Records from a data source:
>>>>
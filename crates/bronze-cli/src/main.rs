//! Landing-to-bronze loader CLI.

use bronze_cli::logging::{LogConfig, LogFormat, init_logging};
use clap::{ColorChoice, Parser};
use std::io::{self, IsTerminal};
use tracing::level_filters::LevelFilter;

mod cli;
mod commands;
mod summary;

use crate::cli::{Cli, Command, LogFormatArg, LogLevelArg};
use crate::commands::{resolve_config, run_load, run_preview, run_schema};
use crate::summary::print_summary;

fn main() {
    let cli = Cli::parse();
    cli.color.write_global();
    let log_config = log_config_from_cli(&cli);
    if let Err(error) = init_logging(&log_config) {
        eprintln!("error: failed to initialize logging: {error}");
        std::process::exit(1);
    }
    let config = match resolve_config(&cli.config) {
        Ok(config) => config,
        Err(error) => {
            eprintln!("error: {error:#}");
            std::process::exit(1);
        }
    };
    let result = match cli.command {
        Command::Run(args) => run_load(&config, args.dry_run).map(|summary| print_summary(&summary)),
        Command::Schema => run_schema(&config),
        Command::Preview(args) => run_preview(&config, args.limit),
    };
    let exit_code = match result {
        Ok(()) => 0,
        Err(error) => {
            eprintln!("error: {error:#}");
            1
        }
    };
    std::process::exit(exit_code);
}

/// Build logging configuration from CLI flags with consistent precedence.
fn log_config_from_cli(cli: &Cli) -> LogConfig {
    let mut config = LogConfig {
        level_filter: cli.verbosity.tracing_level_filter(),
        ..LogConfig::default()
    };
    config.use_env_filter = !(cli.verbosity.is_present() || cli.log_level.is_some());
    if let Some(level) = cli.log_level {
        config.level_filter = match level {
            LogLevelArg::Error => LevelFilter::ERROR,
            LogLevelArg::Warn => LevelFilter::WARN,
            LogLevelArg::Info => LevelFilter::INFO,
            LogLevelArg::Debug => LevelFilter::DEBUG,
            LogLevelArg::Trace => LevelFilter::TRACE,
        };
    }
    config.format = match cli.log_format {
        LogFormatArg::Pretty => LogFormat::Pretty,
        LogFormatArg::Compact => LogFormat::Compact,
        LogFormatArg::Json => LogFormat::Json,
    };
    config.log_file = cli.log_file.clone();
    config.with_ansi = match cli.color.color {
        ColorChoice::Always => true,
        ColorChoice::Never => false,
        ColorChoice::Auto => cli.log_file.is_none() && io::stderr().is_terminal(),
    };
    config
}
<<<<
* [Task to complete]: Output the data in full, exactly as it stands.

* [Written response]:
filename crates/bronze-cli/src/main.rs
//! Landing-to-bronze loader CLI.

use bronze_cli::logging::{LogConfig, LogFormat, init_logging};
use clap::{ColorChoice, Parser};
use std::io::{self, IsTerminal};
use tracing::level_filters::LevelFilter;

mod cli;
mod commands;
mod summary;

use crate::cli::{Cli, Command, LogFormatArg, LogLevelArg};
use crate::commands::{resolve_config, run_load, run_preview, run_schema};
use crate::summary::print_summary;

fn main() {
    let cli = Cli::parse();
    cli.color.write_global();
    let log_config = log_config_from_cli(&cli);
    if let Err(error) = init_logging(&log_config) {
        eprintln!("error: failed to initialize logging: {error}");
        std::process::exit(1);
    }
    let config = match resolve_config(&cli.config) {
        Ok(config) => config,
        Err(error) => {
            eprintln!("error: {error:#}");
            std::process::exit(1);
        }
    };
    let result = match cli.command {
        Command::Run(args) => run_load(&config, args.dry_run).map(|summary| print_summary(&summary)),
        Command::Schema => run_schema(&config),
        Command::Preview(args) => run_preview(&config, args.limit),
    };
    let exit_code = match result {
        Ok(()) => 0,
        Err(error) => {
            eprintln!("error: {error:#}");
            1
        }
    };
    std::process::exit(exit_code);
}

/// Build logging configuration from CLI flags with consistent precedence.
fn log_config_from_cli(cli: &Cli) -> LogConfig {
    let mut config = LogConfig {
        level_filter: cli.verbosity.tracing_level_filter(),
        ..LogConfig::default()
    };
    config.use_env_filter = !(cli.verbosity.is_present() || cli.log_level.is_some());
    if let Some(level) = cli.log_level {
        config.level_filter = match level {
            LogLevelArg::Error => LevelFilter::ERROR,
            LogLevelArg::Warn => LevelFilter::WARN,
            LogLevelArg::Info => LevelFilter::INFO,
            LogLevelArg::Debug => LevelFilter::DEBUG,
            LogLevelArg::Trace => LevelFilter::TRACE,
        };
    }
    config.format = match cli.log_format {
        LogFormatArg::Pretty => LogFormat::Pretty,
        LogFormatArg::Compact => LogFormat::Compact,
        LogFormatArg::Json => LogFormat::Json,
    };
    config.log_file = cli.log_file.clone();
    config.with_ansi = match cli.color.color {
        ColorChoice::Always => true,
        ColorChoice::Never => false,
        ColorChoice::Auto => cli.log_file.is_none() && io::stderr().is_terminal(),
    };
    config
}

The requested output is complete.